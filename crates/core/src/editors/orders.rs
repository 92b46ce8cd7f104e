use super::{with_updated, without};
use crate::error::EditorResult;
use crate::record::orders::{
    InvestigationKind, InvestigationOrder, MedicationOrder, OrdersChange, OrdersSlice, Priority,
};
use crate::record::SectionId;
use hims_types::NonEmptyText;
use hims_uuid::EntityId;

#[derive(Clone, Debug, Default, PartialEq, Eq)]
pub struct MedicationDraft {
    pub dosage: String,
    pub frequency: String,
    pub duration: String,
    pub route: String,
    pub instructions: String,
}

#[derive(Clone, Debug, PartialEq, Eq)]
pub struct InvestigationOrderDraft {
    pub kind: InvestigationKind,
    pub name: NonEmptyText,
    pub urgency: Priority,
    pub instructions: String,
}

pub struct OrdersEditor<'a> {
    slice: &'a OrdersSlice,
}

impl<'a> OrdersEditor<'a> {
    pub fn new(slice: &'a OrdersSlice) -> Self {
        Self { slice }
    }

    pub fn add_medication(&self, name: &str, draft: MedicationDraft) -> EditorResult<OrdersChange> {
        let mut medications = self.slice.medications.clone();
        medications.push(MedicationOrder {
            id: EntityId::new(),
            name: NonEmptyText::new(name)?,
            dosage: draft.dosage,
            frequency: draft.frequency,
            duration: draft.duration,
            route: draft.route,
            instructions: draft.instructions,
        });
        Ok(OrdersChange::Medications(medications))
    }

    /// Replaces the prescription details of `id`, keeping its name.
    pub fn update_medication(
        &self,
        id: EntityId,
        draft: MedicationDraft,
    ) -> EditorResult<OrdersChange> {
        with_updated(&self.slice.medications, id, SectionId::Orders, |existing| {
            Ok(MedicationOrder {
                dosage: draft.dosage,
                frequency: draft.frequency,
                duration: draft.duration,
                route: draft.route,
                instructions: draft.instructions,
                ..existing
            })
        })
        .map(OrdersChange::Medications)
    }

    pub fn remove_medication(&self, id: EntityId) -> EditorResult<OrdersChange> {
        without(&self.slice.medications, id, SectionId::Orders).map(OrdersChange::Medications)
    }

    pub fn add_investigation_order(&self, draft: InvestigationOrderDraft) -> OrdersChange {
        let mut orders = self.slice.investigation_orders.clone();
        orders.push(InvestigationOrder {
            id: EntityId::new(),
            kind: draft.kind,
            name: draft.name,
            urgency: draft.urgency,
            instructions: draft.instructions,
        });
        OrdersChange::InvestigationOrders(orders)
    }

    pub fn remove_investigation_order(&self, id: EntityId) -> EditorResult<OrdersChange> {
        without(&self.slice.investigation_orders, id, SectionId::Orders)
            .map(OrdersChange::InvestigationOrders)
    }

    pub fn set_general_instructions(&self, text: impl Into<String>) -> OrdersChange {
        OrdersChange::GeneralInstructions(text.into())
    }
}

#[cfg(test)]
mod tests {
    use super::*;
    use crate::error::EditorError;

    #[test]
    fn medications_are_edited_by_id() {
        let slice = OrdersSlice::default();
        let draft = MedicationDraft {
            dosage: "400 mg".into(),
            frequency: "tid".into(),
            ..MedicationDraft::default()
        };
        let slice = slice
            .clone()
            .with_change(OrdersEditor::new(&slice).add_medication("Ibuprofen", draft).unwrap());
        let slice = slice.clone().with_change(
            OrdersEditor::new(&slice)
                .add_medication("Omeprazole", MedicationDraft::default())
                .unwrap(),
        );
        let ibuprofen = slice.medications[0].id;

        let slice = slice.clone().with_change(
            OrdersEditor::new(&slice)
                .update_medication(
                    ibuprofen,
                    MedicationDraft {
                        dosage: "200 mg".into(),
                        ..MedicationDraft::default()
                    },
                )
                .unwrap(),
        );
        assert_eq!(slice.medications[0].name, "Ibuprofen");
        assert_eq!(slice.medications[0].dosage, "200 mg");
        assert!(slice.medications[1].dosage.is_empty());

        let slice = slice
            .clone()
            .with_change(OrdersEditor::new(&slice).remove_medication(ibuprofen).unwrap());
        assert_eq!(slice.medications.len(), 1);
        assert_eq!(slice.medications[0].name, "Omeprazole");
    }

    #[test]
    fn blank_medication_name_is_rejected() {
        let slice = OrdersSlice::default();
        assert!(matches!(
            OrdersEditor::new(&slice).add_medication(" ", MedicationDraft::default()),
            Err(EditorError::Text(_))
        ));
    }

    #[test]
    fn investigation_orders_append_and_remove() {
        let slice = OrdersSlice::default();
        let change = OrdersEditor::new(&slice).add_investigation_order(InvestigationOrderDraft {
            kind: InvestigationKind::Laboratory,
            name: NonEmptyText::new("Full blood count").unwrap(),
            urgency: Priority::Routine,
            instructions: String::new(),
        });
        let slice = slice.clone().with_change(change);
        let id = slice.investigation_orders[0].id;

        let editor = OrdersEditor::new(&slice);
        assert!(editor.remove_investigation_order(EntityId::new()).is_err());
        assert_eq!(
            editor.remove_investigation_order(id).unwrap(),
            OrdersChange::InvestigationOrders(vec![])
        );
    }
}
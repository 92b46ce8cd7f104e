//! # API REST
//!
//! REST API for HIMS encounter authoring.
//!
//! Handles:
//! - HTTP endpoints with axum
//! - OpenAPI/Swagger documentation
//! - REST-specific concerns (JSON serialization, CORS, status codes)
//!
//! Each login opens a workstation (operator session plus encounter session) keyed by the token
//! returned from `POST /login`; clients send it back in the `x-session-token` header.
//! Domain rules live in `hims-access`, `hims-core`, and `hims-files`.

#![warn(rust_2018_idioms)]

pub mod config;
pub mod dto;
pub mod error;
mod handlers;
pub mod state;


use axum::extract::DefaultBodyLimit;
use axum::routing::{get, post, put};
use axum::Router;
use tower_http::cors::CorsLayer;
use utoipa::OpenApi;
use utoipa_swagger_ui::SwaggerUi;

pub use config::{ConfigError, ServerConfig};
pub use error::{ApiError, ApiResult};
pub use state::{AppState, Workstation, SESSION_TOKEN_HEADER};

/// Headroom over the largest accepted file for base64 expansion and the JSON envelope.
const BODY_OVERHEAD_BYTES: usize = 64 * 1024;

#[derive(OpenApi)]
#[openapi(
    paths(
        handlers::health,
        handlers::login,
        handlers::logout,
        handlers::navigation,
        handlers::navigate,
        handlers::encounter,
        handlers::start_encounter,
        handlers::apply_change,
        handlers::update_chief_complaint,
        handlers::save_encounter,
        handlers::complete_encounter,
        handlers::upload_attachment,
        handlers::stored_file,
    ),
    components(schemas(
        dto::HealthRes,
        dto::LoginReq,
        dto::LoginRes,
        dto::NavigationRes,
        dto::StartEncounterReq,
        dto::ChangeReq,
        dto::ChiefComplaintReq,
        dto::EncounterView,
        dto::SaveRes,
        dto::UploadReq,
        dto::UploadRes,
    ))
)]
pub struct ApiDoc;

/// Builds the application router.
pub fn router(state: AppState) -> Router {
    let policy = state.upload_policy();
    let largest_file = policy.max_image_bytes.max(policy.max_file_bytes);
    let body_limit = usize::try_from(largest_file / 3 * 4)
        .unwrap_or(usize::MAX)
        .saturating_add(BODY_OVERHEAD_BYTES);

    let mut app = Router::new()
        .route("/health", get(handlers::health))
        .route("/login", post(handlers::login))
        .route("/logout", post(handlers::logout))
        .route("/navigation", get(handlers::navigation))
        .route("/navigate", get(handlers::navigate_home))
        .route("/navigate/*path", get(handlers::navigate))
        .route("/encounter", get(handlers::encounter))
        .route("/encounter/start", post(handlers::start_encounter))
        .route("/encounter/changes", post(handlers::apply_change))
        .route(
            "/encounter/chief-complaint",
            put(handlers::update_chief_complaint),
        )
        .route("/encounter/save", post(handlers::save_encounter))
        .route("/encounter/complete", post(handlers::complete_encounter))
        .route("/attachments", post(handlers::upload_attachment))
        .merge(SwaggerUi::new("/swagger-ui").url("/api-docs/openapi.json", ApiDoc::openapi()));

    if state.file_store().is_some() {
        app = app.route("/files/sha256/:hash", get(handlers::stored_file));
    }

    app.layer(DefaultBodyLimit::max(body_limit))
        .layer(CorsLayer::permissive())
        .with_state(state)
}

- Problem statement:
Tally the lines of the entries that include the word "existing" and give only the total.

- Answer space:
2